impl<E: Entity> SyncRepository<E> {
    pub fn new(
        local: Arc<dyn LocalStore<E>>,
        remote: Arc<dyn RemoteStore<E>>,
        connectivity: Arc<dyn Connectivity>,
    ) -> Self {
        Self {
            local,
            remote,
            connectivity,
        }
    }

    /// Write a new record locally as `Pending`.
    ///
    /// Validation failures surface before anything touches storage.
    pub fn create(&self, entity: E) -> Result<E> {
        entity.validate()?;
        self.local.upsert(&entity, SyncState::Pending)?;
        tracing::debug!(kind = %E::KIND, id = entity.id(), "created local record");
        Ok(entity)
    }

    /// Replace an existing record locally as `Pending`, carrying immutable
    /// fields (e.g. `created_at`) over from the stored row.
    pub fn update(&self, mut entity: E) -> Result<E> {
        entity.validate()?;
        let id = entity.id();
        let stored = self
            .local
            .get_any(&id)?
            .ok_or_else(|| Error::NotFound(id.clone()))?;
        if stored.state == SyncState::PendingDelete {
            return Err(Error::NotFound(id));
        }
        entity.carry_over(&stored.entity);
        self.local.upsert(&entity, SyncState::Pending)?;
        tracing::debug!(kind = %E::KIND, id, "updated local record");
        Ok(entity)
    }

    /// Delete a record.
    ///
    /// Rows that were never confirmed remote are hard-deleted immediately
    /// (there is nothing to reconcile); everything else is tombstoned as
    /// `PendingDelete` until a sync pass confirms the remote delete.
    pub fn delete(&self, id: &str) -> Result<()> {
        if id.trim().is_empty() {
            return Err(Error::Validation("id cannot be empty".to_string()));
        }
        let stored = self
            .local
            .get_any(id)?
            .ok_or_else(|| Error::NotFound(id.to_string()))?;
        if stored.state == SyncState::PendingDelete {
            return Err(Error::NotFound(id.to_string()));
        }
        if stored.synced_once {
            self.local.soft_delete(id)?;
            tracing::debug!(kind = %E::KIND, id, "tombstoned record for remote delete");
        } else {
            self.local.hard_delete(id)?;
            tracing::debug!(kind = %E::KIND, id, "record never synced; deleted locally");
        }
        Ok(())
    }

    /// Point lookup following the strategy
    pub async fn get_by_id(&self, id: &str, strategy: FetchStrategy) -> Result<E> {
        if id.trim().is_empty() {
            return Err(Error::Validation("id cannot be empty".to_string()));
        }
        match strategy {
            FetchStrategy::Cached => self.local_get(id),
            FetchStrategy::Fast => {
                if let Some(entity) = self.local.get(id)? {
                    if self.connectivity.is_online() {
                        self.spawn_document_refresh(id);
                    }
                    return Ok(entity);
                }
                if self.connectivity.is_online() {
                    if let Some(entity) = self.remote.fetch(id).await? {
                        self.cache_remote(&entity)?;
                        return Ok(entity);
                    }
                }
                Err(Error::NotFound(id.to_string()))
            }
            FetchStrategy::Fresh | FetchStrategy::Synced => {
                if !self.connectivity.is_online() {
                    return Err(Error::offline());
                }
                match self.remote.fetch(id).await? {
                    Some(entity) => {
                        self.cache_remote(&entity)?;
                        Ok(entity)
                    }
                    None => Err(Error::NotFound(id.to_string())),
                }
            }
            FetchStrategy::Fallback => {
                if self.connectivity.is_online() {
                    match self.remote.fetch(id).await {
                        Ok(Some(entity)) => {
                            self.cache_remote(&entity)?;
                            return Ok(entity);
                        }
                        Ok(None) => {}
                        Err(error) => {
                            tracing::debug!(kind = %E::KIND, id, %error, "remote fetch failed; falling back to cache");
                        }
                    }
                }
                self.local_get(id)
            }
        }
    }

    /// One-shot list following the strategy
    pub async fn list(&self, strategy: FetchStrategy) -> Result<Vec<E>> {
        match strategy {
            FetchStrategy::Cached => self.local.list_active(),
            FetchStrategy::Fast => {
                let snapshot = self.local.list_active()?;
                if self.connectivity.is_online() {
                    self.spawn_collection_refresh();
                }
                Ok(snapshot)
            }
            FetchStrategy::Fresh | FetchStrategy::Synced => {
                if !self.connectivity.is_online() {
                    return Err(Error::offline());
                }
                let entities = self.remote.list().await?;
                self.local.replace_synced(&entities)?;
                Ok(entities)
            }
            FetchStrategy::Fallback => {
                if self.connectivity.is_online() {
                    match self.remote.list().await {
                        Ok(entities) => {
                            self.local.replace_synced(&entities)?;
                            return Ok(entities);
                        }
                        Err(error) => {
                            tracing::debug!(kind = %E::KIND, %error, "remote list failed; falling back to cache");
                        }
                    }
                }
                self.local.list_active()
            }
        }
    }

    /// Force a one-shot remote pull into the cache (pull-to-refresh)
    pub async fn refresh(&self) -> Result<()> {
        self.list(FetchStrategy::Synced).await.map(|_| ())
    }

    /// Number of rows with unconfirmed remote work
    pub fn pending_count(&self) -> Result<usize> {
        self.local.pending_count()
    }

    /// Continuous read following the strategy.
    ///
    /// Emits an initial result per the strategy, then re-emits the active
    /// local set on every local store change (including the completion of a
    /// strategy-mandated remote refresh). Dropping the subscription cancels
    /// the underlying task; no emissions happen after that.
    ///
    /// Must be called within a Tokio runtime.
    pub fn observe(&self, strategy: FetchStrategy) -> Subscription<E> {
        let (tx, rx) = mpsc::channel(16);
        let local = Arc::clone(&self.local);
        let remote = Arc::clone(&self.remote);
        let connectivity = Arc::clone(&self.connectivity);

        let task = tokio::spawn(async move {
            let mut changes = local.watch();
            changes.mark_unchanged();

            match strategy {
                FetchStrategy::Cached => {
                    if !emit_active(&tx, local.as_ref()).await {
                        return;
                    }
                }
                FetchStrategy::Fast => {
                    if !emit_active(&tx, local.as_ref()).await {
                        return;
                    }
                    if connectivity.is_online() {
                        match remote.list().await {
                            Ok(entities) => {
                                // The cache merge bumps the watch; the loop
                                // below re-emits the refreshed set
                                if let Err(error) = local.replace_synced(&entities) {
                                    tracing::warn!(kind = %E::KIND, %error, "cache refresh failed");
                                }
                            }
                            Err(error) => {
                                tracing::debug!(kind = %E::KIND, %error, "background refresh failed");
                            }
                        }
                    }
                }
                FetchStrategy::Fresh | FetchStrategy::Synced => {
                    if connectivity.is_online() {
                        match remote.list().await {
                            Ok(entities) => match local.replace_synced(&entities) {
                                Ok(()) => {
                                    changes.mark_unchanged();
                                    if !emit_active(&tx, local.as_ref()).await {
                                        return;
                                    }
                                }
                                Err(error) => {
                                    if tx.send(Err(error)).await.is_err() {
                                        return;
                                    }
                                }
                            },
                            Err(error) => {
                                if tx.send(Err(error)).await.is_err() {
                                    return;
                                }
                            }
                        }
                    } else if tx.send(Err(Error::offline())).await.is_err() {
                        return;
                    }
                }
                FetchStrategy::Fallback => {
                    if connectivity.is_online() {
                        match remote.list().await {
                            Ok(entities) => {
                                if let Err(error) = local.replace_synced(&entities) {
                                    tracing::warn!(kind = %E::KIND, %error, "cache refresh failed");
                                }
                                changes.mark_unchanged();
                            }
                            Err(error) => {
                                tracing::debug!(kind = %E::KIND, %error, "remote list failed; falling back to cache");
                            }
                        }
                    }
                    if !emit_active(&tx, local.as_ref()).await {
                        return;
                    }
                }
            }

            loop {
                if changes.changed().await.is_err() {
                    break;
                }
                changes.mark_unchanged();
                if !emit_active(&tx, local.as_ref()).await {
                    break;
                }
            }
        });

        Subscription { items: rx, task }
    }

    fn local_get(&self, id: &str) -> Result<E> {
        self.local
            .get(id)?
            .ok_or_else(|| Error::NotFound(id.to_string()))
    }

    /// Cache a remote read as `Synced`, unless the row has unconfirmed local
    /// work — pending rows are the source of truth until reconciled.
    fn cache_remote(&self, entity: &E) -> Result<()> {
        if let Some(stored) = self.local.get_any(&entity.id())? {
            if stored.state.is_pending() {
                return Ok(());
            }
        }
        self.local.upsert(entity, SyncState::Synced)
    }

    fn spawn_document_refresh(&self, id: &str) {
        let repository = self.clone();
        let id = id.to_string();
        tokio::spawn(async move {
            match repository.remote.fetch(&id).await {
                Ok(Some(entity)) => {
                    if let Err(error) = repository.cache_remote(&entity) {
                        tracing::warn!(kind = %E::KIND, id, %error, "cache refresh failed");
                    }
                }
                Ok(None) => {}
                Err(error) => {
                    tracing::debug!(kind = %E::KIND, id, %error, "background refresh failed");
                }
            }
        });
    }

    fn spawn_collection_refresh(&self) {
        let repository = self.clone();
        tokio::spawn(async move {
            match repository.remote.list().await {
                Ok(entities) => {
                    if let Err(error) = repository.local.replace_synced(&entities) {
                        tracing::warn!(kind = %E::KIND, %error, "cache refresh failed");
                    }
                }
                Err(error) => {
                    tracing::debug!(kind = %E::KIND, %error, "background refresh failed");
                }
            }
        });
    }
}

> **THE TASK**
Through the line that contains "self.local.soft_delete(id)?;", copy the material above exactly, beginning at its first line and including nothing more.

> **RESULT OF THIS TASK**
impl<E: Entity> SyncRepository<E> {
    pub fn new(
        local: Arc<dyn LocalStore<E>>,
        remote: Arc<dyn RemoteStore<E>>,
        connectivity: Arc<dyn Connectivity>,
    ) -> Self {
        Self {
            local,
            remote,
            connectivity,
        }
    }

    /// Write a new record locally as `Pending`.
    ///
    /// Validation failures surface before anything touches storage.
    pub fn create(&self, entity: E) -> Result<E> {
        entity.validate()?;
        self.local.upsert(&entity, SyncState::Pending)?;
        tracing::debug!(kind = %E::KIND, id = entity.id(), "created local record");
        Ok(entity)
    }

    /// Replace an existing record locally as `Pending`, carrying immutable
    /// fields (e.g. `created_at`) over from the stored row.
    pub fn update(&self, mut entity: E) -> Result<E> {
        entity.validate()?;
        let id = entity.id();
        let stored = self
            .local
            .get_any(&id)?
            .ok_or_else(|| Error::NotFound(id.clone()))?;
        if stored.state == SyncState::PendingDelete {
            return Err(Error::NotFound(id));
        }
        entity.carry_over(&stored.entity);
        self.local.upsert(&entity, SyncState::Pending)?;
        tracing::debug!(kind = %E::KIND, id, "updated local record");
        Ok(entity)
    }

    /// Delete a record.
    ///
    /// Rows that were never confirmed remote are hard-deleted immediately
    /// (there is nothing to reconcile); everything else is tombstoned as
    /// `PendingDelete` until a sync pass confirms the remote delete.
    pub fn delete(&self, id: &str) -> Result<()> {
        if id.trim().is_empty() {
            return Err(Error::Validation("id cannot be empty".to_string()));
        }
        let stored = self
            .local
            .get_any(id)?
            .ok_or_else(|| Error::NotFound(id.to_string()))?;
        if stored.state == SyncState::PendingDelete {
            return Err(Error::NotFound(id.to_string()));
        }
        if stored.synced_once {
            self.local.soft_delete(id)?;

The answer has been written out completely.